Range comparison – 2.4 GHz vs. 5 GHz

Standard Frequency Theoretical Distance Real World Distance
802.11a 5Ghz 390 ft 195 ft
802.11b 2.4Ghz 460 ft 230 ft
802.11g 2.4Ghz 125 ft 62 ft
802.11n 2.4Ghz 820 ft 410 ft
802.11n 5Ghz 460 ft 230 ft
802.11ac 5Ghz up to 820 ft (amplified) up to 410 ft (amplified)

Speed comparison – 2.4 GHz vs. 5 GHz

Standard Frequency Theoretical Speed Real-World Speed
802.11a 5Ghz 6-54 Mbps 3 - 32 Mbps
802.11b 2.4Ghz 11 Mbps 2-3 Mbps
802.11g 2.4Ghz 54 Mbps 10 -29 Mbps
802.11n 2.4Ghz 300 Mpbs 150 Mbps
802.11n 5Ghz 900 Mbps 450Mbps
802.11ac 5Ghz 433 Mbps - 1.7 Gbps 210 Mbps - 1 G


For the love of all that is holy, THIS

If it’s stationary and is going to live in that spot, run that wire, enjoying both reliability and performance that wifi will never deliver.

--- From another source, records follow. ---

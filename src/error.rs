use crate::transport::ResponseMeta;
use serde::{Deserialize, Serialize};
use std::time::Duration;
use thiserror::Error;

/// Structured error context for better error handling and debugging.
#[derive(Debug, Clone, PartialEq, Eq)]
pub struct ErrorContext {
    /// Field path or configuration key that caused the error (e.g., "base_url", "retry.max_attempts")
    pub field_path: Option<String>,
    /// Additional context about the error (e.g., expected type, actual value)
    pub details: Option<String>,
    /// Source of the error (e.g., "client_builder", "resilience_config")
    pub source: Option<String>,
}

impl ErrorContext {
    pub fn new() -> Self {
        Self {
            field_path: None,
            details: None,
            source: None,
        }
    }

    pub fn with_field_path(mut self, path: impl Into<String>) -> Self {
        self.field_path = Some(path.into());
        self
    }

    pub fn with_details(mut self, details: impl Into<String>) -> Self {
        self.details = Some(details.into());
        self
    }

    pub fn with_source(mut self, source: impl Into<String>) -> Self {
        self.source = Some(source.into());
        self
    }
}

impl Default for ErrorContext {
    fn default() -> Self {
        Self::new()
    }
}

/// Tag identifying the category of an [`Error`].
///
/// Kinds form a small hierarchy so that retry and circuit breaker
/// configuration can name a broad category and still match its refinements:
///
/// ```text
/// Api ─┬─ Connection ── Timeout
///      ├─ BadRequest | Authentication | PermissionDenied | NotFound
///      ├─ Conflict | UnprocessableEntity | RateLimit | InternalServer
///      ├─ CircuitOpen
///      └─ StepTimeout
/// ```
///
/// Local failures (configuration, serialization, I/O) sit outside the tree.
#[derive(Debug, Clone, Copy, PartialEq, Eq, Hash, PartialOrd, Ord, Serialize, Deserialize)]
#[serde(rename_all = "snake_case")]
pub enum ErrorKind {
    Api,
    Connection,
    Timeout,
    BadRequest,
    Authentication,
    PermissionDenied,
    NotFound,
    Conflict,
    UnprocessableEntity,
    RateLimit,
    InternalServer,
    CircuitOpen,
    StepTimeout,
    Configuration,
    Validation,
    Serialization,
    Io,
}

impl ErrorKind {
    /// The immediate parent kind, if any.
    pub fn parent(self) -> Option<ErrorKind> {
        match self {
            ErrorKind::Timeout => Some(ErrorKind::Connection),
            ErrorKind::Connection
            | ErrorKind::BadRequest
            | ErrorKind::Authentication
            | ErrorKind::PermissionDenied
            | ErrorKind::NotFound
            | ErrorKind::Conflict
            | ErrorKind::UnprocessableEntity
            | ErrorKind::RateLimit
            | ErrorKind::InternalServer
            | ErrorKind::CircuitOpen
            | ErrorKind::StepTimeout => Some(ErrorKind::Api),
            ErrorKind::Api
            | ErrorKind::Configuration
            | ErrorKind::Validation
            | ErrorKind::Serialization
            | ErrorKind::Io => None,
        }
    }

    /// Returns true if `self` is `ancestor` or one of its refinements.
    pub fn is_a(self, ancestor: ErrorKind) -> bool {
        let mut current = Some(self);
        while let Some(kind) = current {
            if kind == ancestor {
                return true;
            }
            current = kind.parent();
        }
        false
    }

    /// Kind used for an HTTP status the API answered with.
    pub fn from_status(status: u16) -> ErrorKind {
        match status {
            400 => ErrorKind::BadRequest,
            401 => ErrorKind::Authentication,
            403 => ErrorKind::PermissionDenied,
            404 => ErrorKind::NotFound,
            409 => ErrorKind::Conflict,
            422 => ErrorKind::UnprocessableEntity,
            429 => ErrorKind::RateLimit,
            s if s >= 500 => ErrorKind::InternalServer,
            _ => ErrorKind::Api,
        }
    }
}

/// Unified error type for the client.
#[derive(Debug, Error)]
pub enum Error {
    /// No response was obtained (DNS, connect, reset, timeout).
    #[error("{message}")]
    Connection {
        message: String,
        timeout: bool,
        #[source]
        source: Option<reqwest::Error>,
    },

    /// The API answered with a non-success status.
    #[error("{status} {message}")]
    Api {
        kind: ErrorKind,
        status: u16,
        message: String,
        code: Option<String>,
        request_id: Option<String>,
        endpoint: Option<String>,
        response: Option<ResponseMeta>,
    },

    /// The circuit breaker refused the request before any I/O happened.
    #[error("Circuit breaker is open; request to {endpoint} was not attempted")]
    CircuitOpen { endpoint: String },

    #[error("Step \"{step_id}\" timed out after {}ms", .timeout.as_millis())]
    StepTimeout { step_id: String, timeout: Duration },

    #[error("Configuration error: {message}{}", format_context(.context))]
    Configuration {
        message: String,
        context: ErrorContext,
    },

    #[error("Validation error: {message}{}", format_context(.context))]
    Validation {
        message: String,
        context: ErrorContext,
    },

    #[error("Serialization error: {0}")]
    Serialization(#[from] serde_json::Error),

    #[error("YAML error: {0}")]
    Yaml(#[from] serde_yaml::Error),

    #[error("I/O error: {0}")]
    Io(#[from] std::io::Error),
}

// Helper function to format error context for display
fn format_context(ctx: &ErrorContext) -> String {
    let mut parts = Vec::new();
    if let Some(ref field) = ctx.field_path {
        parts.push(format!("field: {}", field));
    }
    if let Some(ref details) = ctx.details {
        parts.push(format!("details: {}", details));
    }
    if let Some(ref source) = ctx.source {
        parts.push(format!("source: {}", source));
    }
    if parts.is_empty() {
        String::new()
    } else {
        format!(" ({})", parts.join(", "))
    }
}

impl Error {
    /// A connection failure with no underlying transport error attached.
    pub fn connection(message: impl Into<String>) -> Self {
        Error::Connection {
            message: message.into(),
            timeout: false,
            source: None,
        }
    }

    /// A timeout with no underlying transport error attached.
    pub fn timeout(message: impl Into<String>) -> Self {
        Error::Connection {
            message: message.into(),
            timeout: true,
            source: None,
        }
    }

    /// Classify a reqwest failure that happened before a response was read.
    pub fn from_reqwest(err: reqwest::Error) -> Self {
        if err.is_timeout() {
            Error::Connection {
                message: "Request timed out.".to_string(),
                timeout: true,
                source: Some(err),
            }
        } else {
            Error::Connection {
                message: format!("Connection error. {}", err),
                timeout: false,
                source: Some(err),
            }
        }
    }

    /// A generic API error with a status but no response attached.
    pub fn api(status: u16, message: impl Into<String>) -> Self {
        Error::Api {
            kind: ErrorKind::from_status(status),
            status,
            message: message.into(),
            code: None,
            request_id: None,
            endpoint: None,
            response: None,
        }
    }

    /// Build the error for a non-success response from its metadata and raw body.
    ///
    /// The message is taken from `error.message`, then `error`, then the raw
    /// body; an empty body yields "status code (no body)".
    pub fn from_response(response: ResponseMeta, body: &str, endpoint: Option<&str>) -> Self {
        let status = response.status.as_u16();
        let parsed: Option<serde_json::Value> = serde_json::from_str(body).ok();

        let error_value = match &parsed {
            Some(serde_json::Value::Object(map)) if map.contains_key("error") => map.get("error"),
            Some(v) => Some(v),
            None => None,
        };

        let code = error_value
            .and_then(|e| e.get("code"))
            .and_then(|c| c.as_str())
            .map(str::to_string);

        let message = match error_value {
            Some(serde_json::Value::Object(map)) if map.contains_key("message") => {
                match &map["message"] {
                    serde_json::Value::String(s) => s.clone(),
                    other => other.to_string(),
                }
            }
            Some(serde_json::Value::String(s)) => s.clone(),
            Some(serde_json::Value::Null) | None if body.trim().is_empty() => {
                "status code (no body)".to_string()
            }
            Some(other) => other.to_string(),
            None => body.trim().to_string(),
        };

        Error::Api {
            kind: ErrorKind::from_status(status),
            status,
            message,
            code,
            request_id: response.request_id(),
            endpoint: endpoint.map(str::to_string),
            response: Some(response),
        }
    }

    /// Create a new validation error with structured context
    pub fn validation_with_context(msg: impl Into<String>, context: ErrorContext) -> Self {
        Error::Validation {
            message: msg.into(),
            context,
        }
    }

    /// Create a new configuration error with structured context
    pub fn configuration_with_context(msg: impl Into<String>, context: ErrorContext) -> Self {
        Error::Configuration {
            message: msg.into(),
            context,
        }
    }

    /// The kind tag used by retry and circuit breaker matching.
    pub fn kind(&self) -> ErrorKind {
        match self {
            Error::Connection { timeout: true, .. } => ErrorKind::Timeout,
            Error::Connection { .. } => ErrorKind::Connection,
            Error::Api { kind, .. } => *kind,
            Error::CircuitOpen { .. } => ErrorKind::CircuitOpen,
            Error::StepTimeout { .. } => ErrorKind::StepTimeout,
            Error::Configuration { .. } => ErrorKind::Configuration,
            Error::Validation { .. } => ErrorKind::Validation,
            Error::Serialization(_) | Error::Yaml(_) => ErrorKind::Serialization,
            Error::Io(_) => ErrorKind::Io,
        }
    }

    /// Returns true if this error's kind is `kind` or one of its refinements.
    pub fn is_kind(&self, kind: ErrorKind) -> bool {
        self.kind().is_a(kind)
    }

    /// HTTP status, if the API answered.
    pub fn status(&self) -> Option<u16> {
        match self {
            Error::Api { status, .. } => Some(*status),
            _ => None,
        }
    }

    /// Response metadata, if the API answered.
    pub fn response(&self) -> Option<&ResponseMeta> {
        match self {
            Error::Api { response, .. } => response.as_ref(),
            _ => None,
        }
    }

    /// Extract error context if available
    pub fn context(&self) -> Option<&ErrorContext> {
        match self {
            Error::Configuration { context, .. } | Error::Validation { context, .. } => {
                Some(context)
            }
            _ => None,
        }
    }
}
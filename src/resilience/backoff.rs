//! Backoff strategies and the delay calculator used between retry attempts.

use crate::ErrorKind;
use rand::Rng;
use serde::{Deserialize, Serialize};
use std::collections::BTreeSet;
use std::time::Duration;

/// How the base delay grows with the attempt number.
#[derive(Debug, Clone, Copy, PartialEq, Eq, Serialize, Deserialize)]
#[serde(rename_all = "lowercase")]
pub enum RetryStrategy {
    Fixed,
    Linear,
    Exponential,
    Fibonacci,
}

/// Retry policy. Immutable once built; share it behind an `Arc`.
#[derive(Debug, Clone, PartialEq, Serialize, Deserialize)]
#[serde(default)]
pub struct RetryConfig {
    /// Total attempts including the first one.
    pub max_attempts: u32,
    pub strategy: RetryStrategy,
    #[serde(with = "secs")]
    pub base_delay: Duration,
    #[serde(with = "secs")]
    pub max_delay: Duration,
    pub multiplier: f64,
    pub jitter: bool,
    pub retry_on_status_codes: BTreeSet<u16>,
    pub retry_on_kinds: BTreeSet<ErrorKind>,
    pub respect_retry_after: bool,
    #[serde(with = "secs")]
    pub max_retry_after: Duration,
}

impl Default for RetryConfig {
    fn default() -> Self {
        Self {
            max_attempts: 3,
            strategy: RetryStrategy::Exponential,
            base_delay: Duration::from_secs(1),
            max_delay: Duration::from_secs(60),
            multiplier: 2.0,
            jitter: true,
            retry_on_status_codes: [429, 500, 502, 503, 504].into_iter().collect(),
            retry_on_kinds: [ErrorKind::Connection, ErrorKind::Timeout, ErrorKind::RateLimit]
                .into_iter()
                .collect(),
            respect_retry_after: true,
            max_retry_after: Duration::from_secs(300),
        }
    }
}

impl RetryConfig {
    pub fn new() -> Self {
        Self::default()
    }

    /// Values below 1 are raised to 1.
    pub fn with_max_attempts(mut self, attempts: u32) -> Self {
        self.max_attempts = attempts.max(1);
        self
    }

    pub fn with_strategy(mut self, strategy: RetryStrategy) -> Self {
        self.strategy = strategy;
        self
    }

    pub fn with_base_delay(mut self, delay: Duration) -> Self {
        self.base_delay = delay;
        self
    }

    pub fn with_max_delay(mut self, delay: Duration) -> Self {
        self.max_delay = delay;
        self
    }

    pub fn with_multiplier(mut self, multiplier: f64) -> Self {
        self.multiplier = multiplier;
        self
    }

    pub fn with_jitter(mut self, jitter: bool) -> Self {
        self.jitter = jitter;
        self
    }

    pub fn with_retry_on_status_codes(mut self, codes: impl IntoIterator<Item = u16>) -> Self {
        self.retry_on_status_codes = codes.into_iter().collect();
        self
    }

    pub fn with_retry_on_kinds(mut self, kinds: impl IntoIterator<Item = ErrorKind>) -> Self {
        self.retry_on_kinds = kinds.into_iter().collect();
        self
    }

    pub fn with_respect_retry_after(mut self, respect: bool) -> Self {
        self.respect_retry_after = respect;
        self
    }

    pub fn with_max_retry_after(mut self, cap: Duration) -> Self {
        self.max_retry_after = cap;
        self
    }

    /// Shorthand for [`RetryCalculator::calculate_delay`].
    pub fn calculate_delay(&self, attempt: u32, retry_after: Option<Duration>) -> Duration {
        RetryCalculator::calculate_delay(attempt, self, retry_after)
    }
}

/// Computes the wait before the next attempt.
#[derive(Debug, Clone, Copy, Default)]
pub struct RetryCalculator;

impl RetryCalculator {
    /// Delay to wait after failed attempt `attempt` (1-based; 0 is treated as 1).
    ///
    /// A server-supplied `retry_after` wins over the strategy when the config
    /// respects it, capped at `max_retry_after`. Otherwise the strategy's base
    /// delay is scaled by a jitter factor in `[0.5, 1.0)` and clamped to
    /// `max_delay`.
    pub fn calculate_delay(
        attempt: u32,
        config: &RetryConfig,
        retry_after: Option<Duration>,
    ) -> Duration {
        if config.respect_retry_after {
            if let Some(ra) = retry_after {
                return ra.min(config.max_retry_after);
            }
        }

        let attempt = attempt.max(1);
        let base = config.base_delay.as_secs_f64();
        let mut delay = match config.strategy {
            RetryStrategy::Fixed => base,
            RetryStrategy::Linear => base * attempt as f64,
            RetryStrategy::Exponential => {
                base * config.multiplier.powi(attempt.saturating_sub(1).min(i32::MAX as u32) as i32)
            }
            RetryStrategy::Fibonacci => base * fibonacci(attempt),
        };

        if config.jitter {
            let factor: f64 = rand::rng().random_range(0.5..1.0);
            delay *= factor;
        }

        if !delay.is_finite() || delay >= config.max_delay.as_secs_f64() {
            return config.max_delay;
        }
        Duration::try_from_secs_f64(delay.max(0.0)).unwrap_or(config.max_delay)
    }
}

/// fib(1) = fib(2) = 1. Saturates to infinity for very large `n`.
fn fibonacci(n: u32) -> f64 {
    let (mut a, mut b) = (1.0_f64, 1.0_f64);
    for _ in 2..n {
        let next = a + b;
        a = b;
        b = next;
        if b.is_infinite() {
            break;
        }
    }
    b
}

/// Serde adapter storing a `Duration` as fractional seconds.
pub(crate) mod secs {
    use serde::{Deserialize, Deserializer, Serializer};
    use std::time::Duration;

    pub fn serialize<S: Serializer>(d: &Duration, s: S) -> Result<S::Ok, S::Error> {
        s.serialize_f64(d.as_secs_f64())
    }

    pub fn deserialize<'de, D: Deserializer<'de>>(d: D) -> Result<Duration, D::Error> {
        let v = f64::deserialize(d)?;
        Duration::try_from_secs_f64(v).map_err(|_| {
            serde::de::Error::custom(format!(
                "duration must be a non-negative number of seconds, got {v}"
            ))
        })
    }
}
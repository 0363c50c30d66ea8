//! Assembled tool calls

use crate::Result;
use serde::{Deserialize, Serialize};

/// A complete tool call, either assembled from stream fragments or read from
/// a buffered run response.
#[derive(Debug, Clone, Default, PartialEq, Eq, Serialize, Deserialize)]
pub struct ToolCall {
    #[serde(default)]
    pub id: String,
    #[serde(rename = "type", default = "default_kind")]
    pub kind: String,
    #[serde(default)]
    pub function: FunctionCall,
}

#[derive(Debug, Clone, Default, PartialEq, Eq, Serialize, Deserialize)]
pub struct FunctionCall {
    #[serde(default)]
    pub name: String,
    /// Raw JSON text as produced by the model; may be partial if the stream was cut.
    #[serde(default)]
    pub arguments: String,
}

fn default_kind() -> String {
    "function".to_string()
}

impl ToolCall {
    /// Parse `arguments` as JSON. An empty string parses as `{}`.
    pub fn parsed_arguments(&self) -> Result<serde_json::Value> {
        let raw = self.function.arguments.trim();
        if raw.is_empty() {
            return Ok(serde_json::Value::Object(Default::default()));
        }
        Ok(serde_json::from_str(raw)?)
    }
}
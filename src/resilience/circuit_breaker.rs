use crate::resilience::backoff::secs;
use crate::{Error, ErrorKind};
use serde::{Deserialize, Serialize};
use std::collections::BTreeSet;
use std::sync::{Mutex, MutexGuard};
use std::time::{Duration, Instant};
use tracing::info;

/// Circuit breaker state
#[derive(Debug, Clone, Copy, PartialEq, Eq)]
pub enum CircuitState {
    /// Normal operation, requests pass through
    Closed,
    /// Failures exceeded threshold, requests fail fast
    Open,
    /// Recovery timeout elapsed, probing whether the upstream recovered
    HalfOpen,
}

impl std::fmt::Display for CircuitState {
    fn fmt(&self, f: &mut std::fmt::Formatter<'_>) -> std::fmt::Result {
        f.write_str(self.as_str())
    }
}

impl CircuitState {
    pub fn as_str(&self) -> &'static str {
        match self {
            CircuitState::Closed => "closed",
            CircuitState::Open => "open",
            CircuitState::HalfOpen => "half_open",
        }
    }
}

#[derive(Debug, Clone)]
pub struct CircuitBreakerSnapshot {
    pub state: CircuitState,
    pub failure_threshold: u32,
    pub success_threshold: u32,
    pub failure_count: u32,
    pub success_count: u32,
    /// Remaining open time in ms, if currently open.
    pub open_remaining_ms: Option<u64>,
}

#[derive(Debug, Clone, PartialEq, Serialize, Deserialize)]
#[serde(default)]
pub struct CircuitBreakerConfig {
    /// Counted failures that open the circuit
    pub failure_threshold: u32,
    /// Time spent open before a probe is allowed
    #[serde(with = "secs")]
    pub recovery_timeout: Duration,
    /// Successes in half-open needed to close again
    pub success_threshold: u32,
    /// Only errors of these kinds (or their refinements) are counted
    pub failure_kinds: BTreeSet<ErrorKind>,
}

impl Default for CircuitBreakerConfig {
    fn default() -> Self {
        Self {
            failure_threshold: 5,
            recovery_timeout: Duration::from_secs(60),
            success_threshold: 2,
            failure_kinds: [ErrorKind::Connection, ErrorKind::Timeout]
                .into_iter()
                .collect(),
        }
    }
}

impl CircuitBreakerConfig {
    /// Create a new config with default values
    pub fn new() -> Self {
        Self::default()
    }

    pub fn with_failure_threshold(mut self, threshold: u32) -> Self {
        self.failure_threshold = threshold.max(1);
        self
    }

    pub fn with_recovery_timeout(mut self, timeout: Duration) -> Self {
        self.recovery_timeout = timeout;
        self
    }

    pub fn with_success_threshold(mut self, threshold: u32) -> Self {
        self.success_threshold = threshold.max(1);
        self
    }

    pub fn with_failure_kinds(mut self, kinds: impl IntoIterator<Item = ErrorKind>) -> Self {
        self.failure_kinds = kinds.into_iter().collect();
        self
    }

    /// Whether `err` counts toward opening the circuit.
    pub fn counts(&self, err: &Error) -> bool {
        let kind = err.kind();
        self.failure_kinds.iter().any(|k| kind.is_a(*k))
    }
}

#[derive(Debug)]
struct State {
    state: CircuitState,
    failure_count: u32,
    success_count: u32,
    last_failure: Option<Instant>,
}

/// Three-state circuit breaker.
///
/// - Closed: counts failures of the configured kinds, opens at the threshold
/// - Open: refuses requests until `recovery_timeout` has passed since the last failure
/// - HalfOpen: lets requests through; closes after `success_threshold`
///   successes, re-opens on the first counted failure
///
/// The breaker only advises. Callers consult [`should_allow_request`](Self::should_allow_request)
/// and report outcomes.
#[derive(Debug)]
pub struct CircuitBreaker {
    cfg: CircuitBreakerConfig,
    state: Mutex<State>,
}

impl CircuitBreaker {
    pub fn new(cfg: CircuitBreakerConfig) -> Self {
        Self {
            cfg,
            state: Mutex::new(State {
                state: CircuitState::Closed,
                failure_count: 0,
                success_count: 0,
                last_failure: None,
            }),
        }
    }

    pub fn config(&self) -> &CircuitBreakerConfig {
        &self.cfg
    }

    // Every critical section leaves `State` consistent, so a poisoned lock is still usable.
    fn lock(&self) -> MutexGuard<'_, State> {
        self.state.lock().unwrap_or_else(|e| e.into_inner())
    }

    fn transition(st: &mut State, to: CircuitState) {
        let from = st.state;
        if from == to {
            return;
        }
        st.state = to;
        match to {
            CircuitState::Closed | CircuitState::HalfOpen => {
                st.failure_count = 0;
                st.success_count = 0;
            }
            CircuitState::Open => {
                st.success_count = 0;
            }
        }
        info!(
            from = from.as_str(),
            to = to.as_str(),
            "Circuit breaker state transition: {} -> {}",
            from,
            to
        );
    }

    /// Whether a request may be attempted now. May move Open to HalfOpen.
    pub fn should_allow_request(&self) -> bool {
        let mut st = self.lock();
        match st.state {
            CircuitState::Closed | CircuitState::HalfOpen => true,
            CircuitState::Open => {
                let elapsed = st
                    .last_failure
                    .map(|t| t.elapsed() >= self.cfg.recovery_timeout)
                    .unwrap_or(true);
                if elapsed {
                    Self::transition(&mut st, CircuitState::HalfOpen);
                    true
                } else {
                    false
                }
            }
        }
    }

    pub fn record_success(&self) {
        let mut st = self.lock();
        match st.state {
            CircuitState::Closed => st.failure_count = 0,
            CircuitState::HalfOpen => {
                st.success_count = st.success_count.saturating_add(1);
                if st.success_count >= self.cfg.success_threshold {
                    Self::transition(&mut st, CircuitState::Closed);
                }
            }
            CircuitState::Open => {}
        }
    }

    /// Record a failed attempt. Errors outside `failure_kinds` are ignored.
    pub fn record_failure(&self, err: &Error) {
        if !self.cfg.counts(err) {
            return;
        }
        let mut st = self.lock();
        st.failure_count = st.failure_count.saturating_add(1);
        st.last_failure = Some(Instant::now());
        match st.state {
            CircuitState::HalfOpen => Self::transition(&mut st, CircuitState::Open),
            CircuitState::Closed if st.failure_count >= self.cfg.failure_threshold => {
                Self::transition(&mut st, CircuitState::Open)
            }
            _ => {}
        }
    }

    pub fn state(&self) -> CircuitState {
        self.lock().state
    }

    pub fn failure_count(&self) -> u32 {
        self.lock().failure_count
    }

    pub fn success_count(&self) -> u32 {
        self.lock().success_count
    }

    /// Force the breaker back to Closed with zeroed counters.
    pub fn reset(&self) {
        let mut st = self.lock();
        Self::transition(&mut st, CircuitState::Closed);
        st.failure_count = 0;
        st.success_count = 0;
        st.last_failure = None;
    }

    pub fn snapshot(&self) -> CircuitBreakerSnapshot {
        let st = self.lock();
        let open_remaining_ms = match (st.state, st.last_failure) {
            (CircuitState::Open, Some(at)) => self
                .cfg
                .recovery_timeout
                .checked_sub(at.elapsed())
                .filter(|d| !d.is_zero())
                .map(|d| d.as_millis() as u64),
            _ => None,
        };
        CircuitBreakerSnapshot {
            state: st.state,
            failure_threshold: self.cfg.failure_threshold,
            success_threshold: self.cfg.success_threshold,
            failure_count: st.failure_count,
            success_count: st.success_count,
            open_remaining_ms,
        }
    }
}

impl Default for CircuitBreaker {
    fn default() -> Self {
        Self::new(CircuitBreakerConfig::default())
    }
}

#[cfg(test)]
mod tests {
    use super::*;
    use std::thread;

    fn conn_err() -> Error {
        Error::connection("connection refused")
    }

    fn fast_config() -> CircuitBreakerConfig {
        CircuitBreakerConfig::new()
            .with_failure_threshold(3)
            .with_recovery_timeout(Duration::from_millis(50))
            .with_success_threshold(2)
    }

    #[test]
    fn test_circuit_breaker_config_defaults() {
        let config = CircuitBreakerConfig::default();
        assert_eq!(config.failure_threshold, 5);
        assert_eq!(config.recovery_timeout, Duration::from_secs(60));
        assert_eq!(config.success_threshold, 2);
        assert!(config.failure_kinds.contains(&ErrorKind::Connection));
    }

    #[test]
    fn test_circuit_breaker_initial_state() {
        let cb = CircuitBreaker::default();
        assert_eq!(cb.state(), CircuitState::Closed);
        assert!(cb.should_allow_request());

        let snapshot = cb.snapshot();
        assert_eq!(snapshot.failure_count, 0);
        assert!(snapshot.open_remaining_ms.is_none());
    }

    #[test]
    fn test_opens_at_threshold() {
        let cb = CircuitBreaker::new(fast_config());
        cb.record_failure(&conn_err());
        cb.record_failure(&conn_err());
        assert_eq!(cb.state(), CircuitState::Closed);
        assert_eq!(cb.failure_count(), 2);

        cb.record_failure(&conn_err());
        assert_eq!(cb.state(), CircuitState::Open);
        assert!(!cb.should_allow_request());
        assert!(cb.snapshot().open_remaining_ms.is_some());
    }

    #[test]
    fn test_timeout_is_a_connection_failure() {
        let cb = CircuitBreaker::new(fast_config().with_failure_kinds([ErrorKind::Connection]));
        for _ in 0..3 {
            cb.record_failure(&Error::timeout("read timed out"));
        }
        assert_eq!(cb.state(), CircuitState::Open);
    }

    #[test]
    fn test_unconfigured_kinds_are_ignored() {
        let cb = CircuitBreaker::new(fast_config());
        for _ in 0..10 {
            cb.record_failure(&Error::api(404, "not found"));
            cb.record_failure(&Error::api(500, "boom"));
        }
        assert_eq!(cb.state(), CircuitState::Closed);
        assert_eq!(cb.failure_count(), 0);
    }

    #[test]
    fn test_success_resets_failures_when_closed() {
        let cb = CircuitBreaker::new(fast_config());
        cb.record_failure(&conn_err());
        cb.record_failure(&conn_err());
        cb.record_success();
        assert_eq!(cb.failure_count(), 0);

        cb.record_failure(&conn_err());
        cb.record_failure(&conn_err());
        assert_eq!(cb.state(), CircuitState::Closed);
    }

    #[test]
    fn test_full_recovery_cycle() {
        let cb = CircuitBreaker::new(fast_config());
        for _ in 0..3 {
            cb.record_failure(&conn_err());
        }
        assert_eq!(cb.state(), CircuitState::Open);

        thread::sleep(Duration::from_millis(70));
        assert!(cb.should_allow_request());
        assert_eq!(cb.state(), CircuitState::HalfOpen);
        assert_eq!(cb.success_count(), 0);
        assert_eq!(cb.failure_count(), 0);

        cb.record_success();
        assert_eq!(cb.state(), CircuitState::HalfOpen);
        cb.record_success();
        assert_eq!(cb.state(), CircuitState::Closed);
        assert_eq!(cb.failure_count(), 0);
    }

    #[test]
    fn test_half_open_failure_reopens() {
        let cb = CircuitBreaker::new(fast_config());
        for _ in 0..3 {
            cb.record_failure(&conn_err());
        }
        thread::sleep(Duration::from_millis(70));
        assert!(cb.should_allow_request());

        cb.record_failure(&conn_err());
        assert_eq!(cb.state(), CircuitState::Open);
        assert!(!cb.should_allow_request());
    }

    #[test]
    fn test_success_while_open_is_ignored() {
        let cb = CircuitBreaker::new(fast_config());
        for _ in 0..3 {
            cb.record_failure(&conn_err());
        }
        cb.record_success();
        assert_eq!(cb.state(), CircuitState::Open);
        assert_eq!(cb.success_count(), 0);
    }

    #[test]
    fn test_manual_reset() {
        let cb = CircuitBreaker::new(fast_config());
        for _ in 0..3 {
            cb.record_failure(&conn_err());
        }
        cb.reset();
        assert_eq!(cb.state(), CircuitState::Closed);
        assert!(cb.should_allow_request());
        assert_eq!(cb.failure_count(), 0);
    }

    #[test]
    fn test_state_display() {
        assert_eq!(CircuitState::HalfOpen.to_string(), "half_open");
        assert_eq!(CircuitState::Open.as_str(), "open");
    }
}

powerline is ok and I do like it just know that usually one gets a lot less speed than actual ethernet plus its incompatible with PoE and less than 50% compatible with X10.

Isn’t that more that x10 is less than 50% compatible with modern technology?


X10 takes precedence if it was installed first…

Also, if running conduit, consider pulling fiber. You can pick up a pair of media converters ( firber to ethernet and vice versa ) on ebay pretty cheap. Fiber won’t act as a pickup for lightning should you get a close strike.

fyi, @bramsey very helpfully pointed out to me in a pm that 300 feet is the max. there is an upper limit to ethernet, so yeah a liiiitle bit of reading can save you a lot of cussing and rebuilding later :slight_smile:

good luck! and post documentation i wanna see this cool hack when it’s done.

russian teenagers have been doing crazy stuff sending dsl internet speeds across several kilometers wirelessly in the snowy rural north and it’s a great youtube dive if you ever get curious, but the end result is still capped at dsl speeds.

Yeah check all your stuff before committing to 5GHz only. I have several “smart” devices around the house - door bell camera, Sonos speakers, a MyQ garage door wifi adapter, appliances and a window A/C. IIRC, none of them will use 5GHz.